Honduran poet Roberto Sosa wrote in his anthology The Difficult Days, a series of poems that unfold the realities of a common person in Honduras. Amongst these poems, Sosa wrote “The Missing Stairs,” a poem whose direct subject are the Honduran children. Published in 1983, this piece ambiguously remarks on the oppression and socio-political crisis Honduras endures and leaves the reader to digress from the main subject of the poem, the children, to understand his true intentions. Coming from a poor working-class family of Yoro, Honduras, Sosa knows first-hand how children face economic hardships. At a young age until adulthood, he had to seek work in order to help sustain his family. He respite in his writing, often writing about what he saw around him. Sosa uses a direct, simple tone to talk about this issue in particular to create works, like “The Missing Stairs,” to create influence and consciousness about the lasting effects the chronic turmoil Honduras lives in. I’ll be using the Sociological approach to explore the critique Sosa implies in “The Missing Stairs”; moreover, Sosa sets out to delineate the reality of Honduran society and the effects on those most vulnerable, the children. The Poem 

“The Missing Stairs” begins by saying that the children are exposed to ruins of cities, how birds fall to their death from telegraph wires, and how they grow up “unamazed’ by these horrible things that no one takes responsibility for. Sosa centers this gruesome explanation around children and he uses the words: “Our children…” (Sosa 8) which creates a sense of belonging to the reader but more so, immediately gives a responsibility to the reader, seeking to make someone accountable for this reality. I reason that Sosa uses terms like “hoarded” (another translation being “accumulated”), “contemplate”, and “dirty mirror” to explain the chronic escalation of the situation in Honduras. The poem is written in prose, sticking to Sosa’s simplistic, conversational manner to increase accessibly to the reader. Sosa’s poems, like those in The Difficult Days, center on snippets of daily life, whether it’s a looking into a dirty mirror, or glancing up at an apartment building, or observing a sunrise, he seeks to connect with the reader in order to get to a point of understanding before delving into his topic.  

The Daily Dirty Mirror


Sosa aims to establish the vulnerability of a child growing up in a country overwhelmed by poverty and repression. As stated before, the main subject in Roberto Sosa’s poem is the children. But why does he focus on the children? If he wants to address socio-political instability, shouldn’t he look to name a specific aspect of the government in some way? In a sense, focusing on the children has more of an impact on the reader since the reader can ponder what true inheritance can a child obtain from a country that is so broken by systematic oppression that a child has no future to aspire to than the reality around them. Sosa states that children, “Learn with the dying to count life’s missing stairs. And grow up unamazed” (8). In his signature style, Sosa is using his ambiguous wording to talk about the lack of opportunities for the Honduran people, found in the example of a set of stairs. Much in the way that if there are steps missing in a staircase, a person cannot advance to their destination, a person also can’t advance in life without opportunities available to them. He also mentions “the dying”; is he referring to literal people dying in the streets, beside small children? Probably not quite so blatantly, but he is signaling another particular group in Honduran society that is deprived of opportunity, who are those whom for a lack of those same opportunities are living in misery and destitution and therefore, lose the will to aspire to something different. Amongst “the dying,” there are people with disabilities, medical conditions, over a certain age for employment, increased family size, low-income families, etc. The level of overwhelming political and economic instability in the country is so grave, that people are finding themselves buried in a stalled society and those paying the consequences of so much corruption are the children. 
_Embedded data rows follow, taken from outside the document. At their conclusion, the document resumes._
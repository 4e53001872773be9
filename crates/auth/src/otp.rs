//! `otpauth://` provisioning URL parsing for MFA enrollment.
//!
//! The enrollment endpoint returns a URL of the form
//! `otpauth://totp/Issuer:account?secret=BASE32&issuer=Issuer`; the portal
//! renders it as a QR code and also shows the secret for manual entry.

use percent_encoding::percent_decode_str;
use serde::{Deserialize, Serialize};
use thiserror::Error;
use url::Url;

const DEFAULT_DIGITS: u8 = 6;
const DEFAULT_PERIOD_SECS: u32 = 30;

#[derive(Debug, Clone, Copy, PartialEq, Eq, Serialize, Deserialize)]
#[serde(rename_all = "lowercase")]
pub enum OtpKind {
    Totp,
    Hotp,
}

#[derive(Debug, Clone, Copy, Default, PartialEq, Eq, Serialize, Deserialize)]
#[serde(rename_all = "UPPERCASE")]
pub enum OtpAlgorithm {
    #[default]
    Sha1,
    Sha256,
    Sha512,
}

impl OtpAlgorithm {
    fn parse(raw: &str) -> Option<Self> {
        match raw.trim().to_ascii_uppercase().as_str() {
            "SHA1" => Some(Self::Sha1),
            "SHA256" => Some(Self::Sha256),
            "SHA512" => Some(Self::Sha512),
            _ => None,
        }
    }
}

/// A parsed provisioning URL.
#[derive(Debug, Clone, PartialEq, Eq, Serialize, Deserialize)]
pub struct OtpUri {
    pub kind: OtpKind,
    /// Decoded label, exactly as it appears in the URL path.
    pub label: String,
    pub issuer: Option<String>,
    pub account_name: String,
    /// Normalized base32 secret (uppercase, no spaces or padding).
    pub secret: String,
    pub algorithm: OtpAlgorithm,
    pub digits: u8,
    /// Time step in seconds (meaningful for TOTP only).
    pub period: u32,
    /// Initial counter, required for HOTP.
    pub counter: Option<u64>,
}

impl OtpUri {
    /// Secret in space-separated groups of four, for manual entry.
    pub fn grouped_secret(&self) -> String {
        self.secret
            .as_bytes()
            .chunks(4)
            .map(|chunk| String::from_utf8_lossy(chunk).into_owned())
            .collect::<Vec<_>>()
            .join(" ")
    }
}

#[derive(Debug, Error, Clone, PartialEq, Eq)]
pub enum OtpUriError {
    #[error("invalid URL: {0}")]
    InvalidUrl(String),

    #[error("unsupported scheme '{0}' (expected otpauth)")]
    UnsupportedScheme(String),

    #[error("unsupported OTP type '{0}' (expected totp or hotp)")]
    UnsupportedType(String),

    #[error("missing secret")]
    MissingSecret,

    #[error("secret is not valid base32")]
    InvalidSecret,

    #[error("invalid value for '{name}': {value}")]
    InvalidParameter { name: &'static str, value: String },

    #[error("hotp URL is missing its counter")]
    MissingCounter,
}

/// Parse an `otpauth://` URL.
pub fn parse_otp_url(input: &str) -> Result<OtpUri, OtpUriError> {
    let url = Url::parse(input.trim()).map_err(|e| OtpUriError::InvalidUrl(e.to_string()))?;

    if !url.scheme().eq_ignore_ascii_case("otpauth") {
        return Err(OtpUriError::UnsupportedScheme(url.scheme().to_string()));
    }

    let kind = match url.host_str().map(str::to_ascii_lowercase).as_deref() {
        Some("totp") => OtpKind::Totp,
        Some("hotp") => OtpKind::Hotp,
        other => return Err(OtpUriError::UnsupportedType(other.unwrap_or_default().to_string())),
    };

    let label = percent_decode_str(url.path().trim_start_matches('/'))
        .decode_utf8_lossy()
        .into_owned();
    let (label_issuer, account_name) = match label.split_once(':') {
        Some((issuer, account)) => (non_empty(issuer), account.trim().to_string()),
        None => (None, label.trim().to_string()),
    };

    let mut secret = None;
    let mut issuer_param = None;
    let mut algorithm = OtpAlgorithm::default();
    let mut digits = DEFAULT_DIGITS;
    let mut period = DEFAULT_PERIOD_SECS;
    let mut counter: Option<u64> = None;

    for (name, value) in url.query_pairs() {
        match name.to_ascii_lowercase().as_str() {
            "secret" => secret = Some(normalize_secret(&value)?),
            "issuer" => issuer_param = non_empty(&value),
            "algorithm" => {
                algorithm = OtpAlgorithm::parse(&value).ok_or_else(|| invalid("algorithm", &value))?
            }
            "digits" => {
                digits = value
                    .trim()
                    .parse()
                    .ok()
                    .filter(|d| (6..=8).contains(d))
                    .ok_or_else(|| invalid("digits", &value))?
            }
            "period" => {
                period = value
                    .trim()
                    .parse()
                    .ok()
                    .filter(|p| *p > 0)
                    .ok_or_else(|| invalid("period", &value))?
            }
            "counter" => {
                counter = Some(value.trim().parse().map_err(|_| invalid("counter", &value))?)
            }
            _ => {}
        }
    }

    let secret = secret.ok_or(OtpUriError::MissingSecret)?;
    if kind == OtpKind::Hotp && counter.is_none() {
        return Err(OtpUriError::MissingCounter);
    }

    Ok(OtpUri {
        kind,
        label,
        issuer: issuer_param.or(label_issuer),
        account_name,
        secret,
        algorithm,
        digits,
        period,
        counter,
    })
}

fn invalid(name: &'static str, value: &str) -> OtpUriError {
    OtpUriError::InvalidParameter {
        name,
        value: value.to_string(),
    }
}

fn non_empty(s: &str) -> Option<String> {
    let s = s.trim();
    (!s.is_empty()).then(|| s.to_string())
}

fn normalize_secret(raw: &str) -> Result<String, OtpUriError> {
    let secret: String = raw
        .chars()
        .filter(|c| !c.is_whitespace() && *c != '=')
        .map(|c| c.to_ascii_uppercase())
        .collect();

    if secret.is_empty() {
        return Err(OtpUriError::MissingSecret);
    }
    if !secret.chars().all(|c| matches!(c, 'A'..='Z' | '2'..='7')) {
        return Err(OtpUriError::InvalidSecret);
    }
    Ok(secret)
}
By using the perspective of a Honduran child, Sosa translates the current socio-political crisis an outsider sees in Honduras to how a child perceives it around them. He says, “[Children] contemplate themselves inside the daily dirty mirror no one answers for” (8). Through the dirty mirror, Sosa is referring to the environment surrounding the child as they see themselves in a metaphorical reflection in that a child sees dirtiness and squalor, being deprived of stability and of means for suitable living. It’s as if the child is seeing his reflection in the mirror but doesn’t see the “dirtiness”—his country's corruption—on his person, but sees it around him in his reflection. Sosa has been a commentator on the fact that Honduras lives in corruption, and it is not a lesser known fact that Honduras has been dealing with extreme violence and crime in the recent decades. However, Sosa’s poem was written in 1983, years before the crisis we see today. How is it that he has seen the ramifications of the workings of a corrupt government submitting its people forty years ago still going into effect today? In the introduction to Difficult Days, Sosa says, “For Central American writers there is no road left but to be in favor of the oligarchies or against them” (Alcaraván, Sosa xi). He states this to scale the severity of the corruption crisis in Honduras, that power is held by relatively few people to that of the population. But again, how does this affect children? The fact is that no one is taking responsibility for the corruption in Honduras. In my view, Sosa successfully interprets the effect of his country’s actions on its people. The current child migration crisis is just the type of effect Sosa attempts to warn the reader within the poem. We are seeing young children and youth embarking on a dangerous journey to the US to save their lives because their government has so often turned a blind eye to the lack of safety they offer. Sosa remarks on the missing stairs in 1983, and today, the missing stair can be identified as the lack of security for a child in Honduras. 
​

As mentioned before, Sosa says the phrase, “And grow up unamazed.” My interpretation of this line is that the system is torn and so much in a fixed state that children see this as their only truth. Corruption takes form in many ways, but in reference to the point that Sosa is trying to make, it comes in the institutionalization and systemization of poverty the Honduran people live in. In the 80s, when this poem was made, Central America was a region affected by turmoil and conflict, but Honduras seems to be less affected in this sense. But with this poem, Sosa was stating the exact opposite. At the time, Honduras was a nation sandwiched between the political conflicts of its geographical neighbors as well as the foreign interest of the U.S. in the region. Never having declared an official war, there was much concern amongst the citizens that any situation could cause a war. Just as with its neighboring countries during this time, the campesino population in Honduras was affected by the continued systematic destitution and lack of basic worker rights despite laboring restlessly for generations. Hearing of revolutions in the region, people began to rise up however death squad-like army units began to repress the campesino movement, killing and disappearing anyone who participated, including people like Father Guadalupe Carney (Carney). Foreign relations with the U.S. were also reaching a toll too. Honduras was an occupied nation by foreign military forces and this situation was most evident when Honduran soil was used to carry out military base operations remotely against the Sandinistas in the southern border (Crabtree) as well as training Salvadoran troops in the western border (Taubman). And so, Sosa points out how children grow up unamazed by the systematic oppression and socio-political repression, because these conflicts were quite literally all around them and no one was seeking to protect them from this crisis. ​

"The level of overwhelming political and economic instability in the country is so grave, that people are finding themselves buried in a stalled society and those paying the consequences of so much corruption are the children."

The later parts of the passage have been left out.